This topic describes how to connect Log Service to DataV and display data on a dashboard.

Background information

Real-time data dashboards are widely used in massive online promotions. Real-time data dashboards are based on the stream computing architecture, which consists of the following modules:
  • Data collection: collects data from each source in real time.
  • Intermediate storage: uses Kafka Queues to decouple production systems and consumption systems.
  • Real-time computing: subscribes to real-time data and uses computing rules to compute data on the dashboard.
  • Result storage: stores the computing results in SQL and NoSQL databases.
  • Visualization: uses APIs to call results, and visualizes the results.
Alibaba Group provides multiple products to support these modules, as shown in the following figure.
Figure 1. Data dashboard-related products
Data dashboard-related products
In addition to the preceding solution, you can also call LogSearch and Analytics API operations of Log Service to connect to DataV and display data on a dashboard.
Figure 2. Connect Log Service with DataV
Connect Log Service with DataV

Log Service allows you to analyze log data in real time by using query statements and SQL-92 syntax. You can use built-in dashboards of Log Service, Grafana, or Tableau (JDBC) to visualize data analysis results.

Features

The following two computing methods are supported:
  • Real-time computing (streaming computing): fixed computing and dynamic data.
  • Batch computing (data warehouse and batch computing): dynamic computing and fixed data.
Log Service provides two connection methods to collect data in real time. In log analysis scenarios, LogHub data can be indexed in real time. Then, you can use the LogSearch and Analytics feature to query and analyze log data. This method has the following benefits:
  • Quick response: After calling the relevant API operations, you can obtain query and analysis results in real time, without the need for pre-computing.
  • Real-time display: Up to 99.9% of logs can be displayed on the data dashboard within one second after they are generated.
  • Dynamic data refresh: When you modify analysis methods or import data to Logstores, the display result is refreshed in real time.
This method has the following limits:
  • Data volume: Up to 10 billion lines of data can be computed at a time. If you need to compute more data, you must set multiple time ranges.
  • Flexibility: Only SQL-92 syntax is supported. User defined functions (UDFs) are not supported.
Figure 3. Log Service benefits
Log Service benefits

Configuration process

To connect Log Service to DataV data dashboard, follow these steps:
  1. Collect data. Connect the data source to Log Service. For more information, see Get started.
  2. Configure the index. For more information, see Overview or Collect and analyze NGINX access logs.
  3. Connect with DataV plug-ins to convert SQL query results to a view in real time.

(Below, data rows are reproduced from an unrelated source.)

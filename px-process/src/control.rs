//! Exit and cleanup notifications, and the loop that drives them
//!
//! Destroying a process from its own entrypoint thread would free the
//! context that thread runs in. Both the root's exit and the destruction of
//! an exec'd process are therefore delivered as signals and handled by the
//! [`ControlLoop`], on a thread no process owns.

use alloc::sync::Arc;

use spin::Mutex;

use crate::child::Child;
use crate::family::Member;
use crate::signal::{SignalDispatcher, SignalReceiver};

/// Reacts to a process's exit notification
#[derive(Debug)]
pub struct ExitDispatcher {
    root: bool,
}

impl ExitDispatcher {
    pub fn new(root: bool) -> Self {
        Self { root }
    }
}

impl SignalDispatcher for ExitDispatcher {
    fn dispatch(&self, receiver: &SignalReceiver) {
        if self.root {
            px_info!("init process exited");
            receiver.request_shutdown();
        }
    }
}

/// Destroys a process that was replaced by execve
///
/// Holds the last reference the process keeps on itself until the cleanup
/// signal is delivered.
#[derive(Default)]
pub struct CleanupDispatcher {
    pending: Mutex<Option<Arc<Child>>>,
}

impl CleanupDispatcher {
    pub fn new() -> Self {
        Self::default()
    }

    pub(crate) fn schedule(&self, child: Arc<Child>) {
        *self.pending.lock() = Some(child);
    }

    /// Whether a process is waiting to be destroyed
    pub fn is_scheduled(&self) -> bool {
        self.pending.lock().is_some()
    }
}

impl SignalDispatcher for CleanupDispatcher {
    fn dispatch(&self, _receiver: &SignalReceiver) {
        let Some(child) = self.pending.lock().take() else {
            return;
        };
        px_info!("execve cleanup for {} (pid {})", child.name(), child.pid());
        // the execve call may still be in flight on the old entrypoint and
        // hold a reference; after the join no reference is left on that thread
        if let Err(_err) = child.entrypoint().deactivate() {
            px_error!("cannot stop entrypoint of {}: {}", child.name(), _err);
        }
        drop(child);
    }
}

/// Holder of the root process
#[derive(Default)]
pub struct InitSlot {
    child: Mutex<Option<Arc<Child>>>,
}

impl InitSlot {
    pub fn new() -> Self {
        Self::default()
    }

    /// Install `child` as the root process, returning the previous one
    pub fn set(&self, child: Arc<Child>) -> Option<Arc<Child>> {
        self.child.lock().replace(child)
    }

    pub fn get(&self) -> Option<Arc<Child>> {
        self.child.lock().clone()
    }

    pub fn take(&self) -> Option<Arc<Child>> {
        self.child.lock().take()
    }
}

/// Top-level driver dispatching notifications until the root exits
pub struct ControlLoop {
    signals: Arc<SignalReceiver>,
    init: Arc<InitSlot>,
}

impl ControlLoop {
    pub fn new(signals: Arc<SignalReceiver>, init: Arc<InitSlot>) -> Self {
        Self { signals, init }
    }

    /// Dispatch signals until shutdown is requested
    ///
    /// Releases the root process afterwards and returns its exit status.
    pub fn run(&self) -> Option<i32> {
        while !self.signals.shutdown_requested() {
            self.signals.wait_and_dispatch();
        }
        // destroy exec'd incarnations queued before the shutdown
        self.signals.dispatch_pending();

        let init = self.init.take()?;
        let status = init.family().exit_status();
        px_info!("shutting down, init exited with {:?}", status);
        status
    }
}
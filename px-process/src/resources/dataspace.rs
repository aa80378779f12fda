//! Dataspaces and their per-process registry

use alloc::sync::Arc;
use alloc::vec;
use alloc::vec::Vec;

use hashbrown::HashMap;
use px_api::{Addr, CapIssuer, CapKind, Capability, Error, Result, Size};
use spin::{Mutex, RwLock};

/// Shared memory region backed by a byte buffer
pub struct Dataspace {
    cap: Capability,
    bytes: Mutex<Vec<u8>>,
}

impl Dataspace {
    fn new(cap: Capability, size: Size) -> Self {
        Self {
            cap,
            bytes: Mutex::new(vec![0; size]),
        }
    }

    pub fn cap(&self) -> Capability {
        self.cap
    }

    pub fn size(&self) -> Size {
        self.bytes.lock().len()
    }

    /// Copy `data` to `offset`
    pub fn write(&self, offset: usize, data: &[u8]) -> Result<()> {
        let mut bytes = self.bytes.lock();
        let end = offset.checked_add(data.len()).filter(|&end| end <= bytes.len());
        match end {
            Some(end) => {
                bytes[offset..end].copy_from_slice(data);
                Ok(())
            }
            None => Err(Error::InvalidAddress(offset as Addr)),
        }
    }

    /// Copy `len` bytes starting at `offset`
    pub fn read(&self, offset: usize, len: usize) -> Result<Vec<u8>> {
        let bytes = self.bytes.lock();
        let end = offset.checked_add(len).filter(|&end| end <= bytes.len());
        match end {
            Some(end) => Ok(bytes[offset..end].to_vec()),
            None => Err(Error::InvalidAddress(offset as Addr)),
        }
    }

    /// Snapshot of the whole content
    pub fn contents(&self) -> Vec<u8> {
        self.bytes.lock().clone()
    }
}

impl core::fmt::Debug for Dataspace {
    fn fmt(&self, f: &mut core::fmt::Formatter<'_>) -> core::fmt::Result {
        f.debug_struct("Dataspace")
            .field("cap", &self.cap)
            .field("size", &self.size())
            .finish()
    }
}

/// Catalogue of the dataspaces owned by one process
///
/// Dataspaces are created and destroyed through the registry only. Their
/// capabilities are revoked when they are removed or when the registry goes
/// away.
pub struct DataspaceRegistry {
    caps: Arc<dyn CapIssuer>,
    entries: RwLock<HashMap<Capability, Arc<Dataspace>>>,
}

impl DataspaceRegistry {
    pub fn new(caps: Arc<dyn CapIssuer>) -> Self {
        Self {
            caps,
            entries: RwLock::new(HashMap::new()),
        }
    }

    /// Create a zero-filled dataspace of `size` bytes
    pub fn create(&self, size: Size) -> Arc<Dataspace> {
        let ds = Arc::new(Dataspace::new(self.caps.issue(CapKind::Dataspace), size));
        self.entries.write().insert(ds.cap(), ds.clone());
        ds
    }

    /// Create a dataspace of `size` bytes holding `data` at its start
    pub fn create_with(&self, size: Size, data: &[u8]) -> Result<Arc<Dataspace>> {
        let ds = self.create(size);
        if let Err(err) = ds.write(0, data) {
            self.remove(ds.cap());
            return Err(err);
        }
        Ok(ds)
    }

    pub fn get(&self, cap: Capability) -> Option<Arc<Dataspace>> {
        self.entries.read().get(&cap).cloned()
    }

    /// Destroy the dataspace referred to by `cap`
    pub fn remove(&self, cap: Capability) -> Option<Arc<Dataspace>> {
        let ds = self.entries.write().remove(&cap)?;
        self.caps.revoke(cap);
        Some(ds)
    }

    pub fn len(&self) -> usize {
        self.entries.read().len()
    }

    pub fn is_empty(&self) -> bool {
        self.entries.read().is_empty()
    }
}

impl Drop for DataspaceRegistry {
    fn drop(&mut self) {
        for (cap, _) in self.entries.get_mut().drain() {
            self.caps.revoke(cap);
        }
    }
}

After completing steps 1 and 2, you can view the raw logs on the search and analysis page. The following procedure describes the substeps of step 3.

Procedure

  1. Create a DataV data source.
    1. Log on to the DataV console.
    2. Choose Data Sources > Add Source.
    In the dialog box that appears, select Log Service from the Type drop-down list.
    Figure 4. Add a data source
    Add a data source
    Parameter Description
    Type Select Log Service.
    Name Enter a name for the data source.
    AppKey The AccessKey ID of the Alibaba Cloud account, or the AccessKey ID of a RAM user account that has permission to read data from Log Service.
    AppSecret The AccessKey secret of the Alibaba Cloud account, or the AccessKey secret of a RAM user account that has permission to read data from Log Service.
    Endpoint Enter the endpoint of Log Service. For more information, see Service endpoint. Set this parameter based on the network type and region of your Log Service project.
  2. Create a line chart and a filter.
    1. Create a line chart.
      In the Data Response Result section on the right of the page, click set datasource. In the Set Data Source dialog box that appears, select Log Service from the Data Source Type field, select log_service_api from the Select Source field, and then enter an SQL statement in the SQL text box.
      Figure 5. Configure a data source
      Configure a data source
      An example SQL statement and a description of the relevant parameters are as follows:
      {
       "projectName": "dashboard-demo",
       "logStoreName": "access-log",
       "topic": "",
       "from": ":from",
       "to": ":to",
       "query": "*| select approx_distinct(remote_addr) as uv ,count(1) as pv , date_format(from_unixtime(date_trunc('hour',__time__) ) ,'%Y/%m/%d %H:%i:%s')   as time group by time  order by time limit 1000" ,
       "line": 100,
       "offset": 0
      }
      Parameter Description
      projectName The name of the project.
      logstoreName The name of the Logstore.
      topic The log topic. Do not set this parameter if you have not set a log topic.
      from, to The from and to parameters refer to the start time and end time during which logs are obtained.
      Note In this example, the parameters are set to :from and :to. When you test your parameter settings, you can enter a Unix timestamp, for example, 1509897600. After the test, change the Unix timestamp to :from and :to. Then, you can specify a time range in the URL parameters. For example, the URL in the preview is http://datav.aliyun.com/screen/86312. After the URL http://datav.aliyun.com/screen/86312?from=1510796077&to=1510798877 is opened, the values are computed based on the specified time.
      query The query condition. In this example, the query condition is the number of page views (PVs) per minute. For information about the query syntax, see Syntax description.
      Note The time in the query must be in the format of 2017/07/11 12:00:00. You must use the following syntax to align the time to the hour, and then convert the time to the specified format.
      date_format(from_unixtime(date_trunc('hour',__time__) ) ,'%Y/%m/%d
                          %H:%i:%s')
      line Enter the default value 100.
      offset Enter the default value 0.
      After the configurations are complete, click Data Response Result.
      Figure 6. View the data response result
      View the data response result
    2. Create a filter.
      In the Set Data Source dialog box, select Data Filter, and then click the plus sign (+) next to the Add Filter field.
      Enter a function in the New Filter text box by using the following example syntax:
      return Object.keys(data).map((key) => {
      let d= data[key];
      d["pv"] = parseInt(d["pv"]);
      return d;
      }
      )

      In the filter, convert the result used by the y-axis to the int type. In this example, the y-axis indicates the PV, and the pv column must be converted.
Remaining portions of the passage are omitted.